Experte Weiss kritisiert die "eindimensionalen Strategie" des Krisenstabs das und Festhalten an der Sieben-Tage-Inzidenz von 50.
Der Innsbrucker Infektiologe und Direktor der Universitätsklinik für Innere Medizin, Günter Weiss, drängt auf Lockerungen des Lockdowns mit 8. Februar. Es gelte, die "erschöpfte und perspektivlose Bevölkerung wieder ins Boot zu holen", sagte Weiss im Gespräch mit der Tageszeitung "Die Presse". Zudem kritisierte er die "eindimensionale Strategie" des Krisenstabes und forderte einen Strategiewechsel weg vom ausschließlichen Schielen auf die Sieben-Tage-Inzidenz.
Kritik an Festhalten an 7-Tages-Inzidenz von 50
Am Lockdown festzuhalten, bis eine Sieben-Tage-Inzidenz von höchstens 50 erreicht wird, hielt Weiss, der dem Beraterstab der Corona-Taskforce im Gesundheitsministerium angehört, nicht für zielführend. Zu viele Menschen seien nicht mehr bereit, diese Strategie mit einem schwer erreichbaren Ziel mitzutragen. Anstatt ausschließlich auf die Sieben-Tage-Inzidenz zu schielen und zu versuchen, sie unter 50 zu drücken, sollte "ein Mittelweg angestrebt werden" - in Form von ersten Lockerungen ab 8. Februar, zum Beispiel mit der Öffnung von Schulen und Kindergärten, des Handels sowie der körpernahen Dienstleistungen wie Friseure.

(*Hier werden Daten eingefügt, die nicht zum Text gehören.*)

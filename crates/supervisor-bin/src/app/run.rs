//! The interactive `run` loop.

use crate::terminal::{InputLines, TerminalHost, TerminalStatusBar};
use anyhow::Context;
use std::path::PathBuf;
use std::sync::Arc;
use std::time::Duration;
use tracing::{debug, info, warn};
use tracker_config::{
    affects_configuration, changed_keys, get_global_settings, get_workspace_settings, Config,
    IntegrationMode, Paths, ServerInfo, SettingsDocument, TrackerSettings, WorkspaceFolder,
};
use tracker_rpc::{IpcClient, RequestChannel};
use tracker_supervisor::{
    EditorHost, ProcessTrackerController, RpcTrackerController, StatusIndicator, StatusState,
    Supervisor, SupervisorError, TrackerCommand, TrackerController,
};

pub struct RunOptions {
    pub mode: IntegrationMode,
    pub workspace: Option<PathBuf>,
    pub socket: Option<PathBuf>,
}

/// Where the language server is expected to listen.
struct ServerLink {
    socket: PathBuf,
    timeout: Duration,
}

impl ServerLink {
    /// A request channel if the server socket is present.
    fn connect(&self) -> Option<Arc<dyn RequestChannel>> {
        if !self.socket.exists() {
            debug!(socket = %self.socket.display(), "Tracker server socket not found");
            return None;
        }
        let client: Arc<dyn RequestChannel> =
            Arc::new(IpcClient::new(&self.socket).with_timeout(self.timeout));
        Some(client)
    }
}

/// Settings files as last read, kept to detect changes on `reload`.
struct SettingsSnapshot {
    global: SettingsDocument,
    workspace: SettingsDocument,
}

impl SettingsSnapshot {
    fn read(paths: &Paths, options: &RunOptions) -> anyhow::Result<Self> {
        let global = SettingsDocument::load_global(paths)?;
        let workspace = match &options.workspace {
            Some(dir) => SettingsDocument::load(&Paths::workspace_settings_file(dir))?,
            None => SettingsDocument::default(),
        };
        Ok(Self { global, workspace })
    }

    /// Tracked keys of `namespace` that differ in `newer`.
    fn changed_keys(&self, newer: &SettingsSnapshot, namespace: &str) -> Vec<String> {
        let mut changed = changed_keys(&self.global, &newer.global, namespace);
        for key in changed_keys(&self.workspace, &newer.workspace, namespace) {
            if !changed.contains(&key) {
                changed.push(key);
            }
        }
        changed
    }
}

fn load_settings(
    snapshot: &SettingsSnapshot,
    server: &ServerInfo,
    options: &RunOptions,
) -> anyhow::Result<TrackerSettings> {
    let include_interpreter = options.mode == IntegrationMode::Process;

    let settings = match &options.workspace {
        Some(dir) => {
            let folder = WorkspaceFolder::from_path(dir.clone());
            get_workspace_settings(
                &snapshot.global,
                &server.module,
                &folder,
                std::slice::from_ref(&folder),
                include_interpreter,
            )?
        }
        None => get_global_settings(&snapshot.global, &server.module, include_interpreter),
    };
    debug!(settings = ?settings, "Tracker settings resolved");
    Ok(settings)
}

/// Everything that lives for one composition of the tracker.
struct Session {
    supervisor: Supervisor,
    rpc: Option<Arc<RpcTrackerController>>,
    launch_on_startup: bool,
}

struct Composer {
    config: Config,
    server: ServerInfo,
    mode: IntegrationMode,
    status: Arc<StatusIndicator>,
    host: Arc<dyn EditorHost>,
    link: ServerLink,
}

impl Composer {
    /// Pick the controller for the integration mode.
    fn compose(&self, settings: &TrackerSettings) -> anyhow::Result<Session> {
        let (controller, rpc): (Arc<dyn TrackerController>, Option<Arc<RpcTrackerController>>) =
            match self.mode {
                IntegrationMode::Process => {
                    let command = TrackerCommand::from_settings(
                        settings,
                        self.config.tracker_script.as_deref(),
                        &self.server,
                    )
                    .context("Cannot compose the process tracker")?;
                    info!(command = %command, "Process tracker configured");
                    let controller = ProcessTrackerController::new(
                        command,
                        self.status.clone(),
                        self.host.clone(),
                    )
                    .with_stop_grace(self.config.stop_grace());
                    let controller: Arc<dyn TrackerController> = Arc::new(controller);
                    (controller, None)
                }
                IntegrationMode::Rpc => {
                    info!(
                        socket = %self.link.socket.display(),
                        "Language-server tracker configured"
                    );
                    let controller = Arc::new(RpcTrackerController::new(
                        self.link.connect(),
                        self.status.clone(),
                        self.host.clone(),
                    ));
                    let tracker: Arc<dyn TrackerController> = controller.clone();
                    (tracker, Some(controller))
                }
            };

        Ok(Session {
            supervisor: Supervisor::new(self.server.clone(), self.status.clone(), controller),
            rpc,
            launch_on_startup: settings.launch_on_startup,
        })
    }

    fn refresh_channel(&self, session: &Session) {
        if let Some(rpc) = &session.rpc {
            rpc.set_channel(self.link.connect());
        }
    }
}

/// Run the supervisor until stdin closes, `quit` is entered or Ctrl-C.
pub async fn run_supervisor(
    config: Config,
    paths: Paths,
    options: RunOptions,
) -> anyhow::Result<()> {
    let server = ServerInfo::default();
    let mut snapshot = SettingsSnapshot::read(&paths, &options)?;
    let settings = load_settings(&snapshot, &server, &options)?;

    let input = InputLines::stdin();
    let host: Arc<dyn EditorHost> = Arc::new(TerminalHost::new(input.clone()));
    let status = Arc::new(StatusIndicator::new(
        Arc::new(TerminalStatusBar::new()),
        &server,
    ));

    let link = ServerLink {
        socket: options
            .socket
            .clone()
            .unwrap_or_else(|| config.server_socket(&paths)),
        timeout: config.request_timeout(),
    };
    let composer = Composer {
        config,
        server: server.clone(),
        mode: options.mode,
        status,
        host,
        link,
    };

    let mut session = composer.compose(&settings)?;
    session.supervisor.activate(session.launch_on_startup).await;
    println!("Commands: start, stop, reload, quit");

    loop {
        let line = tokio::select! {
            line = input.next_line() => line,
            _ = tokio::signal::ctrl_c() => {
                info!("Interrupted");
                None
            }
        };
        let Some(line) = line else {
            break;
        };

        let command = match line.as_str() {
            "" => continue,
            "quit" | "exit" => break,
            "reload" => {
                if let Some(next) = reload(&composer, &paths, &options, &mut snapshot).await {
                    let was_running = session.supervisor.status() == StatusState::Running;
                    composer.refresh_channel(&session);
                    if let Err(e) = session.supervisor.deactivate().await {
                        warn!(error = %e, "Tracker did not stop cleanly before reload");
                    }
                    session = next;
                    session.supervisor.activate(was_running).await;
                }
                continue;
            }
            "start" => server.start_command(),
            "stop" => server.stop_command(),
            other => other.to_string(),
        };

        composer.refresh_channel(&session);

        match session.supervisor.execute_command(&command).await {
            Ok(()) => {}
            Err(SupervisorError::UnknownCommand(name)) => {
                eprintln!("Unknown command: {}", name);
            }
            // Already shown to the user by the controller.
            Err(e) => warn!(error = %e, command = %command, "Command failed"),
        }
    }

    composer.refresh_channel(&session);
    session.supervisor.deactivate().await?;
    info!("Supervisor stopped");
    Ok(())
}

/// Re-read the settings files. Returns a new session when a tracked key
/// changed; the current one stays in place otherwise or on failure.
async fn reload(
    composer: &Composer,
    paths: &Paths,
    options: &RunOptions,
    snapshot: &mut SettingsSnapshot,
) -> Option<Session> {
    let namespace = composer.server.module.as_str();
    let newer = match SettingsSnapshot::read(paths, options) {
        Ok(newer) => newer,
        Err(e) => {
            warn!(error = %e, "Cannot re-read tracker settings");
            eprintln!("Cannot re-read settings: {:#}", e);
            return None;
        }
    };

    let changed = snapshot.changed_keys(&newer, namespace);
    *snapshot = newer;
    if !affects_configuration(&changed, namespace) {
        println!("Tracker settings unchanged");
        return None;
    }
    info!(changed = ?changed, "Tracker settings changed");

    let session = load_settings(snapshot, &composer.server, options)
        .and_then(|settings| composer.compose(&settings));
    match session {
        Ok(session) => Some(session),
        Err(e) => {
            warn!(error = %e, "Keeping the current tracker after a failed reload");
            eprintln!("Cannot apply new settings: {:#}", e);
            None
        }
    }
}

Weiss: "Stimmung könnte kippen"
"Die Stimmung könnte tatsächlich kippen, wie man an den Protesten in den Niederlanden gesehen hat", fürchtete Weiss und fügte hinzu: "Zudem bahnt sich so etwas wie ein Generationenkonflikt an. Junge Leute fragen sich, wie lang sie noch auf ihre Jugend verzichten sollen, um ältere und vulnerable Personengruppen zu schützen". Die Pannen und Verzögerungen bei den Impfungen, die wiederholte Verlängerung des Lockdowns sowie die anhaltende Perspektivlosigkeit hätten dazu geführt, dass sich "immer mehr Menschen von den Maßnahmen zur Kontaktreduktion verabschiedet haben", argumentierte der renommierte Mediziner. Überhaupt nichts hielt Weiss zudem von der sogenannten "Zero-Covid-Strategie", also das Drücken der Neuinfektionen in Richtung null, wie sie von manchen Epidemiologen gefordert wird. Dies sei ein "realitätsfernes Wunschdenken", das nur von "Theoretikern" stammen könne.
Wunsch nach Normalität
Dass sich die Zahlen seit Mitte Dezember nicht mehr nennenswert ändern, sei ein eindeutiges Zeichen dafür, dass ein großer Teil der Bevölkerung nicht mehr bereit sei, soziale Kontakte weitgehend zu meiden. Das müsse nicht immer mit Vorsatz geschehen, aber der Wunsch nach Normalität und dem Ende des ständigen Verzichts sei einfach zu groß. Weiss gilt auch als enger Berater von Tirols Landeshauptmann Günther Platter (ÖVP), der bereits diese Woche die Stimmung in der Bevölkerung "kippen" sah.
NEOS für Öffnungen
Für Öffnungsschritte sprach sich am Freitag indes auch der Tiroler NEOS-Landessprecher und Klubobmann Dominik Oberhofer aus. "Wir müssen sanfte Öffnungsschritte mit Hirn setzen, bevor die Gesundheitskrise immer mehr zu psychosozialen Krise wird", meinte er. Bei allem Verständnis dafür, dass es weiterhin unkalkulierbare Risiken gebe, "fehlt mir nach fast einem Jahr der Pandemie die Verhältnismäßigkeit. Wir alle brauchen endlich eine Perspektive", so Oberhofer.